Collected data:
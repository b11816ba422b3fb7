//! Integration tests for the readalong engine
//!
//! Drives the public API end to end: segmentation, projection, annotation and
//! the playback lifecycle.

use readalong::playback::{PlaybackEvent, ReadingSession};
use readalong::{
    annotate, highlight_html, project_estimated, project_exact, segment, sentence_weight, weight,
    HighlightConfig, Highlighter, PlaybackClock, Rendered, SourceKind, TimingEntry, WeightConfig,
};

fn spoken(text: &str) -> (Vec<readalong::Token>, Vec<f64>) {
    let tokens = segment(text, None);
    let config = WeightConfig::default();
    let weights = tokens
        .iter()
        .map(|t| if t.is_whitespace { 0.0 } else { sentence_weight(&t.text, &config) })
        .collect();
    (tokens, weights)
}

#[test]
fn test_scenario_a_end_of_audio_lands_on_last_word() {
    let (tokens, weights) = spoken("Hello world!");
    let texts: Vec<&str> = tokens.iter().map(|t| t.text.as_str()).collect();
    assert_eq!(texts, vec!["Hello", " ", "world!"]);
    assert_eq!(weights[0], 5.0);
    assert!(weights[2] > weights[0], "sentence pause should weigh 'world!' heavier");

    let at_end = PlaybackClock::playing(3.0, 3.0);
    assert_eq!(project_estimated(&tokens, &weights, &at_end), Some(2));
}

#[test]
fn test_scenario_b_exact_timing_holds_last_entry() {
    let timing = vec![TimingEntry::new("Hi", 0.0, 0.5), TimingEntry::new("there", 0.5, 1.2)];
    assert_eq!(project_exact(&timing, &PlaybackClock::playing(0.8, 1.2)), Some(1));
    assert_eq!(project_exact(&timing, &PlaybackClock::playing(5.0, 1.2)), Some(1));

    let highlighter = Highlighter::new("Hi there", SourceKind::Plain, &HighlightConfig::default())
        .with_timing(timing);
    assert_eq!(highlighter.active_index(&PlaybackClock::playing(0.8, 1.2)), Some(2));
    assert_eq!(highlighter.active_index(&PlaybackClock::playing(5.0, 1.2)), Some(2));
}

#[test]
fn test_scenario_c_stop_clears_highlight() {
    let markup = "<p>The quick brown fox</p>";
    let mut highlighter = Highlighter::new(markup, SourceKind::Html, &HighlightConfig::default());

    let playing = highlighter.tick(&PlaybackClock::playing(1.7, 2.0));
    assert!(playing.active_index.is_some());

    let stopped = PlaybackClock {
        current_time: 1.7,
        duration: 2.0,
        is_playing: false,
        is_paused: false,
    };
    let after = highlighter.tick(&stopped);
    assert_eq!(after.active_index, None);
    assert_eq!(after.rendered, Rendered::Markup(markup.to_string()));
}

#[test]
fn test_boundary_projection() {
    let (tokens, weights) = spoken("One two three.");
    assert_eq!(project_estimated(&tokens, &weights, &PlaybackClock::stopped(4.0)), None);
    assert_eq!(
        project_estimated(&tokens, &weights, &PlaybackClock::playing(4.0, 4.0)),
        Some(4)
    );
}

#[test]
fn test_weight_floor() {
    assert_eq!(weight(""), 1.0);
    assert_eq!(weight("!!!"), 1.0);
    assert_eq!(weight("..."), 1.0);
}

#[test]
fn test_annotation_idempotence() {
    let markup = "<article><h1>Title</h1><p>Some <strong>bold</strong> text &amp; more.</p></article>";
    for i in 0..12 {
        let once = annotate(markup, Some(i));
        assert_eq!(once, annotate(markup, Some(i)));
        assert!(once.matches("data-readalong-active").count() <= 1);
    }
    let _ = annotate(markup, Some(4));
    assert_eq!(annotate(markup, None), markup);
}

#[test]
fn test_segmentation_reconstruction() {
    let inputs = [
        "",
        "   ",
        "\n\t \n",
        "Hello, world!  How are you?",
        "Mixed 中文 and English, ไทย too.",
        "日本語の文章です。",
        "naïve café résumé",
        "  leading and trailing  ",
    ];
    for input in inputs {
        let joined: String = segment(input, None).iter().map(|t| t.text.as_str()).collect();
        assert_eq!(joined, input);
        let joined: String = segment(input, Some("ja")).iter().map(|t| t.text.as_str()).collect();
        assert_eq!(joined, input);
    }
}

#[test]
fn test_estimated_monotonicity() {
    let (tokens, weights) = spoken("It was the best of times, it was the worst of times. Indeed!");
    let duration = 7.3;
    let mut previous = 0;
    for step in 0..=730 {
        let t = step as f64 / 100.0;
        let index = project_estimated(&tokens, &weights, &PlaybackClock::playing(t, duration))
            .expect("engaged clock with positive duration");
        assert!(index >= previous, "regressed at t={}", t);
        assert!(!tokens[index].is_whitespace);
        previous = index;
    }
}

#[test]
fn test_one_off_html_highlight() {
    let out = highlight_html(
        "<p>Hi there</p>",
        &PlaybackClock::playing(0.8, 1.2),
        Some(vec![TimingEntry::new("Hi", 0.0, 0.5), TimingEntry::new("there", 0.5, 1.2)]),
    );
    assert!(out.ends_with(">there</span></p>"));
}

#[test]
fn test_read_aloud_session_end_to_end() {
    let config = HighlightConfig::from_yaml("granularity: block").unwrap();
    let mut session = ReadingSession::new(config);
    session.add_block(
        "<h2>Photosynthesis</h2><p>Plants turn light into sugar.</p>",
        SourceKind::Html,
    );

    let first = session.start_read().unwrap();
    session.handle(first, PlaybackEvent::Started { duration: 6.0 }).unwrap();
    session.time_update(first, 5.0, 6.0);
    let highlight = &session.tick_all()[0];
    assert_eq!(highlight.active_index, Some(1));
    let Rendered::Markup(markup) = &highlight.rendered else {
        panic!("expected markup");
    };
    assert!(markup.contains(">Plants turn light into sugar.</span></p>"));

    // A second read tears the first one down
    let second = session.start_read().unwrap();
    session.handle(first, PlaybackEvent::Pause).unwrap();
    assert_eq!(session.tick_all()[0].active_index, None);

    session.handle(second, PlaybackEvent::Started { duration: 6.0 }).unwrap();
    session.handle(second, PlaybackEvent::Ended).unwrap();
    assert_eq!(session.tick_all()[0].active_index, None);
}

Prompt. Please print out every entry again, exactly as it reads.

Your solution.
repository b11816ba422b3fb7
//! Integration tests for the readalong engine
//!
//! Drives the public API end to end: segmentation, projection, annotation and
//! the playback lifecycle.

use readalong::playback::{PlaybackEvent, ReadingSession};
use readalong::{
    annotate, highlight_html, project_estimated, project_exact, segment, sentence_weight, weight,
    HighlightConfig, Highlighter, PlaybackClock, Rendered, SourceKind, TimingEntry, WeightConfig,
};

fn spoken(text: &str) -> (Vec<readalong::Token>, Vec<f64>) {
    let tokens = segment(text, None);
    let config = WeightConfig::default();
    let weights = tokens
        .iter()
        .map(|t| if t.is_whitespace { 0.0 } else { sentence_weight(&t.text, &config) })
        .collect();
    (tokens, weights)
}

#[test]
fn test_scenario_a_end_of_audio_lands_on_last_word() {
    let (tokens, weights) = spoken("Hello world!");
    let texts: Vec<&str> = tokens.iter().map(|t| t.text.as_str()).collect();
    assert_eq!(texts, vec!["Hello", " ", "world!"]);
    assert_eq!(weights[0], 5.0);
    assert!(weights[2] > weights[0], "sentence pause should weigh 'world!' heavier");

    let at_end = PlaybackClock::playing(3.0, 3.0);
    assert_eq!(project_estimated(&tokens, &weights, &at_end), Some(2));
}

#[test]
fn test_scenario_b_exact_timing_holds_last_entry() {
    let timing = vec![TimingEntry::new("Hi", 0.0, 0.5), TimingEntry::new("there", 0.5, 1.2)];
    assert_eq!(project_exact(&timing, &PlaybackClock::playing(0.8, 1.2)), Some(1));
    assert_eq!(project_exact(&timing, &PlaybackClock::playing(5.0, 1.2)), Some(1));

    let highlighter = Highlighter::new("Hi there", SourceKind::Plain, &HighlightConfig::default())
        .with_timing(timing);
    assert_eq!(highlighter.active_index(&PlaybackClock::playing(0.8, 1.2)), Some(2));
    assert_eq!(highlighter.active_index(&PlaybackClock::playing(5.0, 1.2)), Some(2));
}

#[test]
fn test_scenario_c_stop_clears_highlight() {
    let markup = "<p>The quick brown fox</p>";
    let mut highlighter = Highlighter::new(markup, SourceKind::Html, &HighlightConfig::default());

    let playing = highlighter.tick(&PlaybackClock::playing(1.7, 2.0));
    assert!(playing.active_index.is_some());

    let stopped = PlaybackClock {
        current_time: 1.7,
        duration: 2.0,
        is_playing: false,
        is_paused: false,
    };
    let after = highlighter.tick(&stopped);
    assert_eq!(after.active_index, None);
    assert_eq!(after.rendered, Rendered::Markup(markup.to_string()));
}

#[test]
fn test_boundary_projection() {
    let (tokens, weights) = spoken("One two three.");
    assert_eq!(project_estimated(&tokens, &weights, &PlaybackClock::stopped(4.0)), None);
    assert_eq!(
        project_estimated(&tokens, &weights, &PlaybackClock::playing(4.0, 4.0)),
        Some(4)
    );
}

#[test]
fn test_weight_floor() {
    assert_eq!(weight(""), 1.0);
    assert_eq!(weight("!!!"), 1.0);
    assert_eq!(weight("..."), 1.0);
}

#[test]
fn test_annotation_idempotence() {
    let markup = "<article><h1>Title</h1><p>Some <strong>bold</strong> text &amp; more.</p></article>";
    for i in 0..12 {
        let once = annotate(markup, Some(i));
        assert_eq!(once, annotate(markup, Some(i)));
        assert!(once.matches("data-readalong-active").count() <= 1);
    }
    let _ = annotate(markup, Some(4));
    assert_eq!(annotate(markup, None), markup);
}

#[test]
fn test_segmentation_reconstruction() {
    let inputs = [
        "",
        "   ",
        "\n\t \n",
        "Hello, world!  How are you?",
        "Mixed 中文 and English, ไทย too.",
        "日本語の文章です。",
        "naïve café résumé",
        "  leading and trailing  ",
    ];
    for input in inputs {
        let joined: String = segment(input, None).iter().map(|t| t.text.as_str()).collect();
        assert_eq!(joined, input);
        let joined: String = segment(input, Some("ja")).iter().map(|t| t.text.as_str()).collect();
        assert_eq!(joined, input);
    }
}

#[test]
fn test_estimated_monotonicity() {
    let (tokens, weights) = spoken("It was the best of times, it was the worst of times. Indeed!");
    let duration = 7.3;
    let mut previous = 0;
    for step in 0..=730 {
        let t = step as f64 / 100.0;
        let index = project_estimated(&tokens, &weights, &PlaybackClock::playing(t, duration))
            .expect("engaged clock with positive duration");
        assert!(index >= previous, "regressed at t={}", t);
        assert!(!tokens[index].is_whitespace);
        previous = index;
    }
}

#[test]
fn test_one_off_html_highlight() {
    let out = highlight_html(
        "<p>Hi there</p>",
        &PlaybackClock::playing(0.8, 1.2),
        Some(vec![TimingEntry::new("Hi", 0.0, 0.5), TimingEntry::new("there", 0.5, 1.2)]),
    );
    assert!(out.ends_with(">there</span></p>"));
}

#[test]
fn test_read_aloud_session_end_to_end() {
    let config = HighlightConfig::from_yaml("granularity: block").unwrap();
    let mut session = ReadingSession::new(config);
    session.add_block(
        "<h2>Photosynthesis</h2><p>Plants turn light into sugar.</p>",
        SourceKind::Html,
    );

    let first = session.start_read().unwrap();
    session.handle(first, PlaybackEvent::Started { duration: 6.0 }).unwrap();
    session.time_update(first, 5.0, 6.0);
    let highlight = &session.tick_all()[0];
    assert_eq!(highlight.active_index, Some(1));
    let Rendered::Markup(markup) = &highlight.rendered else {
        panic!("expected markup");
    };
    assert!(markup.contains(">Plants turn light into sugar.</span></p>"));

    // A second read tears the first one down
    let second = session.start_read().unwrap();
    session.handle(first, PlaybackEvent::Pause).unwrap();
    assert_eq!(session.tick_all()[0].active_index, None);

    session.handle(second, PlaybackEvent::Started { duration: 6.0 }).unwrap();
    session.handle(second, PlaybackEvent::Ended).unwrap();
    assert_eq!(session.tick_all()[0].active_index, None);
}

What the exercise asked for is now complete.